*Exercise*
Below are some records. Return exactly the lines from the one containing "async fn unreachable_model_yields_error_message()" through the one containing "I couldn't answer", both included, and only those.

*Input for this task*

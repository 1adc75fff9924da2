use pricebot::ai::config::AiConfig;
use pricebot::ai::prompts::{CLASSIFIER_ROLE, FALLBACK_ROLE, SHOPPING_ROLE};
use pricebot::tests::util::sample_catalog;
use pricebot::{Catalog, ChatClient, Dispatcher};
use serde_json::json;
use wiremock::matchers::{body_string_contains, method, path};
use wiremock::{Mock, MockServer, ResponseTemplate};

fn chat_reply(content: &str) -> ResponseTemplate {
    ResponseTemplate::new(200).set_body_json(json!({
        "choices": [{ "message": { "role": "assistant", "content": content } }]
    }))
}

fn client_for(server: &MockServer) -> ChatClient {
    ChatClient::new(AiConfig {
        api_key: None,
        model: "test-model".into(),
        chat_url: format!("{}/v1/chat/completions", server.uri()),
        timeout_secs: Some(5),
    })
    .unwrap()
}

#[tokio::test]
async fn shopping_list_over_http() {
    let server = MockServer::start().await;
    Mock::given(method("POST"))
        .and(path("/v1/chat/completions"))
        .and(body_string_contains(CLASSIFIER_ROLE))
        .respond_with(chat_reply(
            "<think>they list quantities</think>{\"type\":\"shopping_list\",\"explanation\":\"quantities\"}",
        ))
        .expect(1)
        .mount(&server)
        .await;
    Mock::given(method("POST"))
        .and(path("/v1/chat/completions"))
        .and(body_string_contains(SHOPPING_ROLE))
        .respond_with(chat_reply(
            "```json\n{\"items\":[{\"name\":\"milk\",\"quantity\":2,\"unit\":\"liters\"},{\"name\":\"onions\",\"quantity\":\"750\",\"unit\":\"g\"}],\"total\":148.75}\n```",
        ))
        .expect(1)
        .mount(&server)
        .await;

    let dispatcher = Dispatcher::new(client_for(&server), sample_catalog());
    let answer = dispatcher
        .answer("I want to buy 2 liters of milk and 750g onions")
        .await;

    assert!(answer.contains("| Onions | ₹25.00 per 1 kg | 750 g | ₹18.75 |"));
    assert!(answer.ends_with("**Total: ₹148.75**"));
}

#[tokio::test]
async fn server_errors_end_in_fallback_then_message() {
    let server = MockServer::start().await;
    Mock::given(method("POST"))
        .and(body_string_contains(CLASSIFIER_ROLE))
        .respond_with(ResponseTemplate::new(500).set_body_string("boom"))
        .mount(&server)
        .await;
    Mock::given(method("POST"))
        .and(body_string_contains(FALLBACK_ROLE))
        .respond_with(chat_reply("Milk costs ₹65 per liter"))
        .expect(1)
        .mount(&server)
        .await;

    let dispatcher = Dispatcher::new(client_for(&server), sample_catalog());
    assert_eq!(
        dispatcher.answer("price of milk?").await,
        "Milk costs ₹65 per liter"
    );
}

#[tokio::test]
async fn fallback_uses_configured_currency_for_empty_catalog() {
    let server = MockServer::start().await;
    Mock::given(method("POST"))
        .and(body_string_contains(CLASSIFIER_ROLE))
        .respond_with(chat_reply(r#"{"type":"unknown"}"#))
        .mount(&server)
        .await;
    Mock::given(method("POST"))
        .and(body_string_contains(FALLBACK_ROLE))
        .and(body_string_contains("Milk costs $65 per liter"))
        .respond_with(chat_reply("The catalog is empty."))
        .expect(1)
        .mount(&server)
        .await;

    let dispatcher =
        Dispatcher::new(client_for(&server), Catalog::default()).with_currency("USD");
    assert_eq!(
        dispatcher.answer("What do you sell?").await,
        "The catalog is empty."
    );
}

#[tokio::test]
async fn unreachable_model_yields_error_message() {
    let server = MockServer::start().await;
    Mock::given(method("POST"))
        .respond_with(ResponseTemplate::new(503))
        .mount(&server)
        .await;

    let dispatcher = Dispatcher::new(client_for(&server), sample_catalog());
    let answer = dispatcher.answer("price of milk?").await;
    assert!(answer.starts_with("Sorry, I couldn't answer that right now"));
}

*Answer for the task*
async fn unreachable_model_yields_error_message() {
    let server = MockServer::start().await;
    Mock::given(method("POST"))
        .respond_with(ResponseTemplate::new(503))
        .mount(&server)
        .await;

    let dispatcher = Dispatcher::new(client_for(&server), sample_catalog());
    let answer = dispatcher.answer("price of milk?").await;
    assert!(answer.starts_with("Sorry, I couldn't answer that right now"));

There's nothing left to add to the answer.